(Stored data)
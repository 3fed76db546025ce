use mutasi_core::error::MutasiError;
use mutasi_core::extraction::pdftotext::PdftotextExtractor;
use mutasi_core::extraction::WordExtractor;
use std::path::Path;

use crate::output;

pub fn run(pdf_file: &Path, page: Option<usize>) -> Result<(), MutasiError> {
    let pdf_bytes = std::fs::read(pdf_file)?;
    let extractor = PdftotextExtractor::new();
    let mut pages = extractor.extract_pages(&pdf_bytes)?;

    if let Some(number) = page {
        pages.retain(|p| p.page_number == number);
        if pages.is_empty() {
            return Err(MutasiError::InvalidArgs(format!(
                "page {number} not found in {}",
                pdf_file.display()
            )));
        }
    }

    output::json::print(&pages)
}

■ What you are asked to do
Repeat each record exactly. Omit nothing.

■ Task output
repository 3fed76db546025ce
use mutasi_core::error::MutasiError;
use mutasi_core::extraction::pdftotext::PdftotextExtractor;
use mutasi_core::extraction::WordExtractor;
use std::path::Path;

use crate::output;

pub fn run(pdf_file: &Path, page: Option<usize>) -> Result<(), MutasiError> {
    let pdf_bytes = std::fs::read(pdf_file)?;
    let extractor = PdftotextExtractor::new();
    let mut pages = extractor.extract_pages(&pdf_bytes)?;

    if let Some(number) = page {
        pages.retain(|p| p.page_number == number);
        if pages.is_empty() {
            return Err(MutasiError::InvalidArgs(format!(
                "page {number} not found in {}",
                pdf_file.display()
            )));
        }
    }

    output::json::print(&pages)
}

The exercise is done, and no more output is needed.